THE PROBLEM
Go through the listing and transcribe each line exactly.

AVAILABLE DATA
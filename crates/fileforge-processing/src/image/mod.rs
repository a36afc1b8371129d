//! Image processing: orientation normalization and format transcoding.

pub mod orientation;
pub mod transformer;

pub use orientation::ImageOrientation;
pub use transformer::ImageTransformer;
//! Application setup and initialization
//!
//! Initialization logic extracted from main.rs for better organization and
//! testability.

pub mod routes;
pub mod server;

use crate::state::AppState;
use fileforge_core::Config;
use std::sync::Arc;

/// Initialize the application: shared state and the router.
pub fn initialize_app(config: Config) -> (Arc<AppState>, axum::Router) {
    let state = AppState::new(config.clone());
    let router = routes::setup_routes(&config, state.clone());

    tracing::info!("Application initialized");
    (state, router)
}
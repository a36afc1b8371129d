//! Fileforge Core Library
//!
//! This crate provides the domain model, error types, and configuration
//! shared across all Fileforge components.

pub mod config;
pub mod error;
pub mod models;

// Re-export commonly used types
pub use config::Config;
pub use error::{AppError, ErrorMetadata, LogLevel};
pub use models::batch::{Artifact, BatchOutcome, ConversionResult, Outcome, TargetSpec, UploadedFile};
pub use models::format::{ConversionMode, OutputFormat, SourceKind};
pub use models::sniff::sniff_source_kind;
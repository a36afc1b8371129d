//! Batch orchestration.
//!
//! Files are processed in fixed-size concurrent chunks to bound peak memory
//! and codec pressure. Results carry the submission index and are re-sorted
//! before returning, so callers always observe input order. Cancellation is
//! checked between chunks; an aborted request still flows through the
//! janitor's cleanup.

use fileforge_core::{AppError, ConversionResult, TargetSpec, UploadedFile};
use lopdf::Document;
use tokio_util::sync::CancellationToken;

use crate::cache::DecodeCache;
use crate::pdf::merge::merge_documents;
use crate::transform::{
    combine_contribution, transform_file, CombineContribution, TransformContext,
};

/// Orchestration knobs, sourced from configuration.
#[derive(Debug, Clone)]
pub struct BatchOptions {
    /// Files processed concurrently within one chunk.
    pub concurrency: usize,
    /// Longest-side bound for rasterized PDF pages, in pixels.
    pub raster_max_dimension: u32,
}

/// Run the per-file transform across the batch.
///
/// Returns one result per accepted file, in submission order, with
/// `successes + failures == files.len()`.
pub async fn process_batch(
    files: &[UploadedFile],
    target: &TargetSpec,
    cache: &DecodeCache,
    options: &BatchOptions,
    cancel: &CancellationToken,
) -> Result<Vec<ConversionResult>, AppError> {
    let ctx = TransformContext {
        cache,
        raster_max_dimension: options.raster_max_dimension,
        single_input: files.len() == 1,
    };
    let chunk_size = options.concurrency.max(1);

    let mut results: Vec<ConversionResult> = Vec::with_capacity(files.len());
    for chunk in files.iter().enumerate().collect::<Vec<_>>().chunks(chunk_size) {
        if cancel.is_cancelled() {
            tracing::info!("Batch processing cancelled");
            return Err(AppError::Cancelled);
        }

        let tasks = chunk.iter().map(|(index, file)| {
            let ctx = &ctx;
            async move {
                let outcome = transform_file(file, target, ctx).await;
                ConversionResult {
                    original_index: *index,
                    source_name: file.declared_name.clone(),
                    outcome,
                }
            }
        });

        results.extend(futures::future::join_all(tasks).await);
    }

    // Chunks already arrive in order; the sort makes the guarantee
    // independent of how the chunking evolves
    results.sort_by_key(|r| r.original_index);
    Ok(results)
}

/// Merge the batch into one PDF, preserving submission order.
///
/// PDFs contribute their pages verbatim; raster images contribute one page
/// scaled into an A4 envelope. Unreadable or unsupported files are skipped
/// with a warning; a batch where every file is skipped fails with
/// `NoValidContent`.
pub async fn combine_batch(
    files: &[UploadedFile],
    cache: &DecodeCache,
    options: &BatchOptions,
    cancel: &CancellationToken,
) -> Result<Vec<u8>, AppError> {
    let ctx = TransformContext {
        cache,
        raster_max_dimension: options.raster_max_dimension,
        single_input: files.len() == 1,
    };
    let chunk_size = options.concurrency.max(1);

    // Gather contributions concurrently, indexed so the merge below can
    // honor submission order
    let mut contributions: Vec<(usize, CombineContribution)> = Vec::with_capacity(files.len());
    for chunk in files.iter().enumerate().collect::<Vec<_>>().chunks(chunk_size) {
        if cancel.is_cancelled() {
            tracing::info!("Combine cancelled");
            return Err(AppError::Cancelled);
        }

        let tasks = chunk.iter().map(|(index, file)| {
            let ctx = &ctx;
            async move {
                match combine_contribution(file, ctx).await {
                    Ok(contribution) => (*index, contribution),
                    Err(e) => {
                        tracing::warn!(
                            name = %file.declared_name,
                            error = %e,
                            "Skipping unreadable file in combine"
                        );
                        (*index, CombineContribution::Skipped)
                    }
                }
            }
        });
        contributions.extend(futures::future::join_all(tasks).await);
    }
    contributions.sort_by_key(|(index, _)| *index);

    let mut documents = Vec::new();
    for (index, contribution) in contributions {
        let bytes = match contribution {
            CombineContribution::Document(bytes) | CombineContribution::ImagePage(bytes) => bytes,
            CombineContribution::Skipped => continue,
        };
        match Document::load_mem(&bytes) {
            Ok(doc) => documents.push(doc),
            Err(e) => {
                tracing::warn!(
                    name = %files[index].declared_name,
                    error = %e,
                    "Skipping unparsable PDF in combine"
                );
            }
        }
    }

    if documents.is_empty() {
        return Err(AppError::NoValidContent(
            "No file in the batch contributed any pages".to_string(),
        ));
    }

    merge_documents(documents).map_err(|e| AppError::InternalWithSource {
        message: "Failed to merge PDF documents".to_string(),
        source: e,
    })
}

SOLUTION FOR THIS TASK
filename crates/fileforge-processing/src/image/mod.rs
repository a36afc1b8371129d
//! Image processing: orientation normalization and format transcoding.

pub mod orientation;
pub mod transformer;

pub use orientation::ImageOrientation;
pub use transformer::ImageTransformer;
//! Application setup and initialization
//!
//! Initialization logic extracted from main.rs for better organization and
//! testability.

pub mod routes;
pub mod server;

use crate::state::AppState;
use fileforge_core::Config;
use std::sync::Arc;

/// Initialize the application: shared state and the router.
pub fn initialize_app(config: Config) -> (Arc<AppState>, axum::Router) {
    let state = AppState::new(config.clone());
    let router = routes::setup_routes(&config, state.clone());

    tracing::info!("Application initialized");
    (state, router)
}
repository a36afc1b8371129d
//! Fileforge Core Library
//!
//! This crate provides the domain model, error types, and configuration
//! shared across all Fileforge components.

pub mod config;
pub mod error;
pub mod models;

// Re-export commonly used types
pub use config::Config;
pub use error::{AppError, ErrorMetadata, LogLevel};
pub use models::batch::{Artifact, BatchOutcome, ConversionResult, Outcome, TargetSpec, UploadedFile};
pub use models::format::{ConversionMode, OutputFormat, SourceKind};
pub use models::sniff::sniff_source_kind;
repository a36afc1b8371129d
//! Batch orchestration.
//!
//! Files are processed in fixed-size concurrent chunks to bound peak memory
//! and codec pressure. Results carry the submission index and are re-sorted
//! before returning, so callers always observe input order. Cancellation is
//! checked between chunks; an aborted request still flows through the
//! janitor's cleanup.

use fileforge_core::{AppError, ConversionResult, TargetSpec, UploadedFile};
use lopdf::Document;
use tokio_util::sync::CancellationToken;

use crate::cache::DecodeCache;
use crate::pdf::merge::merge_documents;
use crate::transform::{
    combine_contribution, transform_file, CombineContribution, TransformContext,
};

/// Orchestration knobs, sourced from configuration.
#[derive(Debug, Clone)]
pub struct BatchOptions {
    /// Files processed concurrently within one chunk.
    pub concurrency: usize,
    /// Longest-side bound for rasterized PDF pages, in pixels.
    pub raster_max_dimension: u32,
}

/// Run the per-file transform across the batch.
///
/// Returns one result per accepted file, in submission order, with
/// `successes + failures == files.len()`.
pub async fn process_batch(
    files: &[UploadedFile],
    target: &TargetSpec,
    cache: &DecodeCache,
    options: &BatchOptions,
    cancel: &CancellationToken,
) -> Result<Vec<ConversionResult>, AppError> {
    let ctx = TransformContext {
        cache,
        raster_max_dimension: options.raster_max_dimension,
        single_input: files.len() == 1,
    };
    let chunk_size = options.concurrency.max(1);

    let mut results: Vec<ConversionResult> = Vec::with_capacity(files.len());
    for chunk in files.iter().enumerate().collect::<Vec<_>>().chunks(chunk_size) {
        if cancel.is_cancelled() {
            tracing::info!("Batch processing cancelled");
            return Err(AppError::Cancelled);
        }

        let tasks = chunk.iter().map(|(index, file)| {
            let ctx = &ctx;
            async move {
                let outcome = transform_file(file, target, ctx).await;
                ConversionResult {
                    original_index: *index,
                    source_name: file.declared_name.clone(),
                    outcome,
                }
            }
        });

        results.extend(futures::future::join_all(tasks).await);
    }

    // Chunks already arrive in order; the sort makes the guarantee
    // independent of how the chunking evolves
    results.sort_by_key(|r| r.original_index);
    Ok(results)
}

/// Merge the batch into one PDF, preserving submission order.
///
/// PDFs contribute their pages verbatim; raster images contribute one page
/// scaled into an A4 envelope. Unreadable or unsupported files are skipped
/// with a warning; a batch where every file is skipped fails with
/// `NoValidContent`.
pub async fn combine_batch(
    files: &[UploadedFile],
    cache: &DecodeCache,
    options: &BatchOptions,
    cancel: &CancellationToken,
) -> Result<Vec<u8>, AppError> {
    let ctx = TransformContext {
        cache,
        raster_max_dimension: options.raster_max_dimension,
        single_input: files.len() == 1,
    };
    let chunk_size = options.concurrency.max(1);

    // Gather contributions concurrently, indexed so the merge below can
    // honor submission order
    let mut contributions: Vec<(usize, CombineContribution)> = Vec::with_capacity(files.len());
    for chunk in files.iter().enumerate().collect::<Vec<_>>().chunks(chunk_size) {
        if cancel.is_cancelled() {
            tracing::info!("Combine cancelled");
            return Err(AppError::Cancelled);
        }

        let tasks = chunk.iter().map(|(index, file)| {
            let ctx = &ctx;
            async move {
                match combine_contribution(file, ctx).await {
                    Ok(contribution) => (*index, contribution),
                    Err(e) => {
                        tracing::warn!(
                            name = %file.declared_name,
                            error = %e,
                            "Skipping unreadable file in combine"
                        );
                        (*index, CombineContribution::Skipped)
                    }
                }
            }
        });
        contributions.extend(futures::future::join_all(tasks).await);
    }
    contributions.sort_by_key(|(index, _)| *index);

    let mut documents = Vec::new();
    for (index, contribution) in contributions {
        let bytes = match contribution {
            CombineContribution::Document(bytes) | CombineContribution::ImagePage(bytes) => bytes,
            CombineContribution::Skipped => continue,
        };
        match Document::load_mem(&bytes) {
            Ok(doc) => documents.push(doc),
            Err(e) => {
                tracing::warn!(
                    name = %files[index].declared_name,
                    error = %e,
                    "Skipping unparsable PDF in combine"
                );
            }
        }
    }

    if documents.is_empty() {
        return Err(AppError::NoValidContent(
            "No file in the batch contributed any pages".to_string(),
        ));
    }

    merge_documents(documents).map_err(|e| AppError::InternalWithSource {
        message: "Failed to merge PDF documents".to_string(),
        source: e,
    })
}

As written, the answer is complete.